<<<<

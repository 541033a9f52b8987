use std::sync::Arc;

use salvo::conn::TcpListener;
use salvo::{Listener, Router};
use timeledger_app::app::api::routes;
use timeledger_app::config::ConfigHandler;
use timeledger_app::service_handler::{AdminServiceHandler, ScheduleServiceHandler};
use timeledger_calendar::store::ScheduleStore;
use timeledger_core::config::load_config;
use timeledger_db::admin::ScheduleAdmin;
use timeledger_db::db::connection::{SplitPool, run_migrations};
use timeledger_db::memory::MemoryScheduleStore;
use timeledger_db::store::PgScheduleStore;
use timeledger_service::admin::AdminService;
use timeledger_service::schedule::ScheduleService;
use tracing_subscriber::{EnvFilter, fmt, layer::SubscriberExt, reload, util::SubscriberInitExt};

/// Shares one store between the read and admin services.
fn shared<S: ScheduleAdmin + 'static>(
    store: S,
) -> (Arc<dyn ScheduleStore>, Arc<dyn ScheduleAdmin>) {
    let store = Arc::new(store);
    let reader: Arc<dyn ScheduleStore> = store.clone();
    let admin: Arc<dyn ScheduleAdmin> = store;
    (reader, admin)
}

#[tokio::main]
async fn main() -> anyhow::Result<()> {
    let (filter_layer, filter_handle) = reload::Layer::new(EnvFilter::new("debug"));

    tracing_subscriber::registry()
        .with(filter_layer)
        .with(
            fmt::layer()
                .with_target(true)
                .with_thread_ids(true)
                .with_file(true)
                .with_line_number(true),
        )
        .init();

    tracing::info!("Starting timeledger schedule server");

    let config = load_config()?;

    tracing::info!(config = ?config, "Configuration loaded");

    if let Ok(filter) = EnvFilter::try_new(config.logging.level.as_str()) {
        if let Err(e) = filter_handle.modify(|current| *current = filter) {
            tracing::warn!(error = %e, "Failed to update log filter from config");
        }
    } else {
        tracing::warn!(level = %config.logging.level, "Invalid log level in config, keeping debug");
    }

    let (store, admin) = if config.database.is_configured() {
        run_migrations(&config.database.url).await?;
        let pool = SplitPool::connect(&config.database).await?;
        tracing::info!("Database connection pools created.");
        shared(PgScheduleStore::new(Arc::new(pool)))
    } else {
        tracing::warn!("No database configured, serving from an empty in-memory store");
        shared(MemoryScheduleStore::new())
    };

    let service = ScheduleService::new(store, &config.schedule)?;
    let admin_service = AdminService::new(admin, &config.schedule)?;

    let bind_addr = config.server.bind_addr();
    let acceptor = TcpListener::new(bind_addr.clone()).bind().await;

    let router = Router::new()
        .hoop(ConfigHandler {
            settings: Arc::new(config.clone()),
        })
        .hoop(ScheduleServiceHandler { service })
        .hoop(AdminServiceHandler {
            service: admin_service,
        })
        .push(routes());

    tracing::info!("Server listening on {bind_addr}");

    salvo::Server::new(acceptor).serve(router).await;

    Ok(())
}
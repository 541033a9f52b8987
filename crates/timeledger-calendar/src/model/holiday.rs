use chrono::NaiveDate;
use serde::{Deserialize, Serialize};

use timeledger_core::types::{CenterId, HolidayId};

/// A non-operating date. Unique per `(center_id, date)`.
#[derive(Debug, Clone, PartialEq, Eq, Serialize, Deserialize)]
pub struct CenterHoliday {
    pub id: HolidayId,
    pub center_id: CenterId,
    pub date: NaiveDate,
    pub name: String,
}

/// Holiday submitted for creation; the store assigns the id.
#[derive(Debug, Clone, PartialEq, Eq, Serialize, Deserialize)]
pub struct NewHoliday {
    pub date: NaiveDate,
    #[serde(default)]
    pub name: String,
}
use chrono::{DateTime, Datelike, NaiveDate, NaiveTime, Utc, Weekday};
use serde::{Deserialize, Serialize};

use timeledger_core::types::{CenterId, OfferingId, RoomId, RuleId, TeacherId};

use crate::error::{CalendarError, CalendarResult};
use crate::value::time::{iso_weekday, wall_clock};
use crate::value::{DateRange, TimeSlot};

/// One weekly slot of an offering, valid for an effective date range.
///
/// Several rules for the same offering and weekday with disjoint ranges form
/// a phased schedule.
#[derive(Debug, Clone, PartialEq, Eq, Serialize, Deserialize)]
pub struct ScheduleRule {
    pub id: RuleId,
    pub center_id: CenterId,
    pub offering_id: OfferingId,
    #[serde(with = "iso_weekday")]
    pub weekday: Weekday,
    #[serde(with = "wall_clock")]
    pub start_time: NaiveTime,
    #[serde(with = "wall_clock")]
    pub end_time: NaiveTime,
    pub room_id: RoomId,
    #[serde(default)]
    pub teacher_id: Option<TeacherId>,
    pub effective_range: DateRange,
    /// Exceptions for this rule can no longer be requested after this
    /// instant.
    #[serde(default, skip_serializing_if = "Option::is_none")]
    pub lock_at: Option<DateTime<Utc>>,
}

impl ScheduleRule {
    #[must_use]
    pub const fn time_slot(&self) -> TimeSlot {
        TimeSlot::new(self.start_time, self.end_time)
    }

    /// ## Summary
    /// Whether the rule fires on `date`: same weekday and inside its range.
    #[must_use]
    pub fn fires_on(&self, date: NaiveDate) -> bool {
        date.weekday() == self.weekday && self.effective_range.contains(date)
    }

    #[must_use]
    pub fn is_locked_at(&self, now: DateTime<Utc>) -> bool {
        self.lock_at.is_some_and(|lock_at| now > lock_at)
    }

    /// ## Summary
    /// Checks the invariants a single rule must hold on its own.
    ///
    /// ## Errors
    /// Returns `CalendarError::Validation` when the start date is missing, the
    /// end date precedes it, or the time slot is empty or inverted.
    pub fn validate(&self) -> CalendarResult<()> {
        if self.effective_range.start_date.is_none() {
            return Err(CalendarError::Validation(format!(
                "rule {} has no effective start date",
                self.id
            )));
        }
        if !self.effective_range.is_well_formed() {
            return Err(CalendarError::Validation(format!(
                "rule {} ends before it starts",
                self.id
            )));
        }
        if !self.time_slot().is_valid() {
            return Err(CalendarError::Validation(format!(
                "rule {} start time {} is not before end time {}",
                self.id, self.start_time, self.end_time
            )));
        }
        Ok(())
    }

    /// ## Summary
    /// Two distinct rules conflict when they share an offering and weekday and
    /// overlap both in effective dates and in time.
    ///
    /// A phase handoff, where one range ends on the day the other starts, is
    /// not a conflict: the later phase governs the shared day.
    #[must_use]
    pub fn conflicts_with(&self, other: &Self) -> bool {
        self.id != other.id
            && self.offering_id == other.offering_id
            && self.weekday == other.weekday
            && self.effective_range.overlaps(&other.effective_range)
            && !self.effective_range.hands_off_to(&other.effective_range)
            && !other.effective_range.hands_off_to(&self.effective_range)
            && self.time_slot().overlaps(&other.time_slot())
    }
}
use crate::error::DbResult;
use std::future::Future;
use std::pin::Pin;

pub mod connection;
pub mod enums;
pub mod map;
pub mod query;
pub mod schema;

pub type ConnectionFuture<'a> =
    Pin<Box<dyn Future<Output = DbResult<connection::DbConnection<'a>>> + Send + 'a>>;

/// Hands out pooled connections. Reads may be served by a replica; writes
/// always go to the primary.
pub trait DbProvider: Send + Sync {
    fn get_connection(&self) -> ConnectionFuture<'_>;

    fn get_read_connection(&self) -> ConnectionFuture<'_>;
}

>>>>

Task: Look through the material above. Copy each line where the word "Option" appears.

Output:
    pub teacher_id: Option<TeacherId>,
    #[serde(default, skip_serializing_if = "Option::is_none")]
    pub lock_at: Option<DateTime<Utc>>,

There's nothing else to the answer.